On 06/24/2016 10:03 PM, TheDGuy wrote:
On Friday, 24 June 2016 at 16:44:59 UTC, Gerald wrote:
Other then the obvious multi-threaded, using glib.Timeout to trigger
the reversion of the color change could be an option.

http://api.gtkd.org/src/glib/Timeout.html

Thanks! I tried this so far:
    private void letButtonsFlash(){
        foreach(Button btn;bArr){
            btn.setSensitive(false);
        }
        for(int i = 0; i < level; i++){
            Button currentButton = bArr[rndButtonBlink[i]];
            ListG list = currentButton.getStyleContext().listClasses();
            string CSSClassName = to!string(cast(char*)list.next().data);
            currentButton.getStyleContext().addClass(CSSClassName ~
"-flash");
            writeln(CSSClassName);
            Timeout t = new Timeout(&timeout_delay,1,true);
            currentButton.getStyleContext().removeClass(CSSClassName ~
"-flash");

        }
        foreach(Button btn;bArr){
            btn.setSensitive(true);
        }
    }
    bool timeout_delay(){
        Thread.sleep(dur!("seconds")(5));
        return false;
    }

and it is "working" to the extend that at least the CSSClassName gets
written in the console but the UI again just pops up after 5 sec.

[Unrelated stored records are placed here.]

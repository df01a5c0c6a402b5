use crate::{
    data::guild_settings::GuildSettingsRepository,
    error::AppError,
    model::setting::{CreateGuildSettingsParam, SettingKey},
};
use sea_orm::{DbErr, EntityTrait, PaginatorTrait};
use serenity::all::{ChannelId, GuildId, RoleId};
use test_utils::{builder::TestBuilder, factory};

mod create;
mod delete;
mod get_all;
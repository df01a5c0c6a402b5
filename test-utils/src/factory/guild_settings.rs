//! Guild settings factory for creating configured LFG channel rows.

use crate::factory::helpers::next_id;
use chrono::Utc;
use sea_orm::{ActiveModelTrait, ActiveValue, DatabaseConnection, DbErr};

/// Factory for creating test guild settings rows with customizable fields.
pub struct GuildSettingsFactory<'a> {
    db: &'a DatabaseConnection,
    guild_id: u64,
    channel_id: u64,
    manager_role_id: u64,
    log_channel_id: u64,
}

impl<'a> GuildSettingsFactory<'a> {
    /// Creates a new GuildSettingsFactory with default values.
    ///
    /// Defaults:
    /// - guild_id / channel_id: auto-incremented unique ids
    /// - manager_role_id / log_channel_id: `0` (unmanaged channel)
    pub fn new(db: &'a DatabaseConnection) -> Self {
        Self {
            db,
            guild_id: next_id(),
            channel_id: next_id(),
            manager_role_id: 0,
            log_channel_id: 0,
        }
    }

    pub fn guild_id(mut self, guild_id: u64) -> Self {
        self.guild_id = guild_id;
        self
    }

    pub fn channel_id(mut self, channel_id: u64) -> Self {
        self.channel_id = channel_id;
        self
    }

    pub fn manager_role_id(mut self, manager_role_id: u64) -> Self {
        self.manager_role_id = manager_role_id;
        self
    }

    pub fn log_channel_id(mut self, log_channel_id: u64) -> Self {
        self.log_channel_id = log_channel_id;
        self
    }

    /// Builds and inserts the settings row into the database.
    ///
    /// # Returns
    /// - `Ok(entity::guild_settings::Model)` - Created settings row
    /// - `Err(DbErr)` - Database error during insert
    pub async fn build(self) -> Result<entity::guild_settings::Model, DbErr> {
        entity::guild_settings::ActiveModel {
            id: ActiveValue::NotSet,
            guild_id: ActiveValue::Set(self.guild_id.to_string()),
            channel_id: ActiveValue::Set(self.channel_id.to_string()),
            manager_role_id: ActiveValue::Set(self.manager_role_id.to_string()),
            log_channel_id: ActiveValue::Set(self.log_channel_id.to_string()),
            created_at: ActiveValue::Set(Utc::now()),
        }
        .insert(self.db)
        .await
    }
}

/// Creates an unmanaged settings row with unique ids.
///
/// Shorthand for `GuildSettingsFactory::new(db).build().await`.
pub async fn create_guild_settings(
    db: &DatabaseConnection,
) -> Result<entity::guild_settings::Model, DbErr> {
    GuildSettingsFactory::new(db).build().await
}
//! Posted events and their roster.
//!
//! The event post's embed is the only place roster state lives; this model is what
//! the embed parses into and renders from.

use chrono::{DateTime, Utc};
use serenity::all::UserId;

use crate::model::activity::Activity;

/// Footer marker identifying an event post created by the bot.
pub const CREATED_BY_MARKER: &str = "Created by:";

/// Alternates queue length; with the member limit this keeps the embed within
/// Discord's 6000 character budget.
pub const MAX_ALTERNATES: usize = 50;

#[derive(Debug, Clone, PartialEq, Eq)]
pub struct EventPost {
    pub activity: Activity,
    pub start: DateTime<Utc>,
    pub description: Option<String>,
    pub creator_id: UserId,
    pub creator_name: String,
    /// Never longer than `activity.max_members`.
    pub members: Vec<UserId>,
    /// Never longer than `MAX_ALTERNATES`.
    pub alternates: Vec<UserId>,
}

#[derive(Debug, Clone, Copy, PartialEq, Eq)]
pub enum JoinOutcome {
    Joined,
    /// The event is full, so the user was queued as an alternate.
    JoinedAsAlternate,
    AlreadyMember,
    /// Members and alternates are both full.
    EventFull,
}

#[derive(Debug, Clone, Copy, PartialEq, Eq)]
pub enum AlternateOutcome {
    Added,
    /// Moved from members to alternates; `promoted` took the freed slot.
    Moved { promoted: Option<UserId> },
    AlreadyAlternate,
    AlternatesFull,
}

#[derive(Debug, Clone, Copy, PartialEq, Eq)]
pub enum LeaveOutcome {
    Left { promoted: Option<UserId> },
    NotInEvent,
}

impl EventPost {
    /// Creates a new event with the creator as its first member.
    pub fn new(
        activity: Activity,
        start: DateTime<Utc>,
        description: Option<String>,
        creator_id: UserId,
        creator_name: impl Into<String>,
    ) -> Self {
        Self {
            activity,
            start,
            description,
            creator_id,
            creator_name: creator_name.into(),
            members: vec![creator_id],
            alternates: Vec::new(),
        }
    }

    pub fn is_full(&self) -> bool {
        self.members.len() >= usize::from(self.activity.max_members)
    }

    pub fn alternates_full(&self) -> bool {
        self.alternates.len() >= MAX_ALTERNATES
    }

    pub fn is_creator(&self, user_id: UserId) -> bool {
        self.creator_id == user_id
    }

    /// `Created by: <name> | <id>`
    pub fn footer_text(&self) -> String {
        format!(
            "{} {} | {}",
            CREATED_BY_MARKER, self.creator_name, self.creator_id
        )
    }

    pub fn join(&mut self, user_id: UserId) -> JoinOutcome {
        if self.members.contains(&user_id) {
            return JoinOutcome::AlreadyMember;
        }

        if self.is_full() {
            if !self.alternates.contains(&user_id) {
                if self.alternates_full() {
                    return JoinOutcome::EventFull;
                }
                self.alternates.push(user_id);
            }
            return JoinOutcome::JoinedAsAlternate;
        }

        self.alternates.retain(|id| *id != user_id);
        self.members.push(user_id);
        JoinOutcome::Joined
    }

    pub fn join_alternate(&mut self, user_id: UserId) -> AlternateOutcome {
        if self.alternates.contains(&user_id) {
            return AlternateOutcome::AlreadyAlternate;
        }

        if self.members.contains(&user_id) {
            self.members.retain(|id| *id != user_id);
            let promoted = self.fill_open_slot();
            self.alternates.push(user_id);
            return AlternateOutcome::Moved { promoted };
        }

        if self.alternates_full() {
            return AlternateOutcome::AlternatesFull;
        }

        self.alternates.push(user_id);
        AlternateOutcome::Added
    }

    pub fn leave(&mut self, user_id: UserId) -> LeaveOutcome {
        if self.members.contains(&user_id) {
            self.members.retain(|id| *id != user_id);
            return LeaveOutcome::Left {
                promoted: self.fill_open_slot(),
            };
        }

        if self.alternates.contains(&user_id) {
            self.alternates.retain(|id| *id != user_id);
            return LeaveOutcome::Left { promoted: None };
        }

        LeaveOutcome::NotInEvent
    }

    /// Moves the longest-waiting alternate into a free member slot.
    fn fill_open_slot(&mut self) -> Option<UserId> {
        if self.is_full() || self.alternates.is_empty() {
            return None;
        }

        let promoted = self.alternates.remove(0);
        self.members.push(promoted);
        Some(promoted)
    }
}
use sea_orm::entity::prelude::*;

/// A channel configured as a dedicated LFG channel.
///
/// Snowflakes are stored as strings; `"0"` in `manager_role_id` / `log_channel_id`
/// means the channel was set up without a manager role. `(guild_id, channel_id)` is
/// unique; the index is created by the migration.
#[derive(Clone, Debug, PartialEq, Eq, DeriveEntityModel)]
#[sea_orm(table_name = "guild_settings")]
pub struct Model {
    #[sea_orm(primary_key)]
    pub id: i32,
    pub guild_id: String,
    pub channel_id: String,
    pub manager_role_id: String,
    pub log_channel_id: String,
    pub created_at: DateTimeUtc,
}

#[derive(Copy, Clone, Debug, EnumIter, DeriveRelation)]
pub enum Relation {}

impl ActiveModelBehavior for ActiveModel {}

Could
you give me a tip?


You should change the css class in the timeout_delay function.

It's called by the GTK main loop every time the amount of seconds passed to the constructor has passed. And return true if you want to continue to flash the button, and false to stop.

Also don't sleep in the timeout function, the main loop should take care of that, currently you are blocking the main thread for 5 seconds.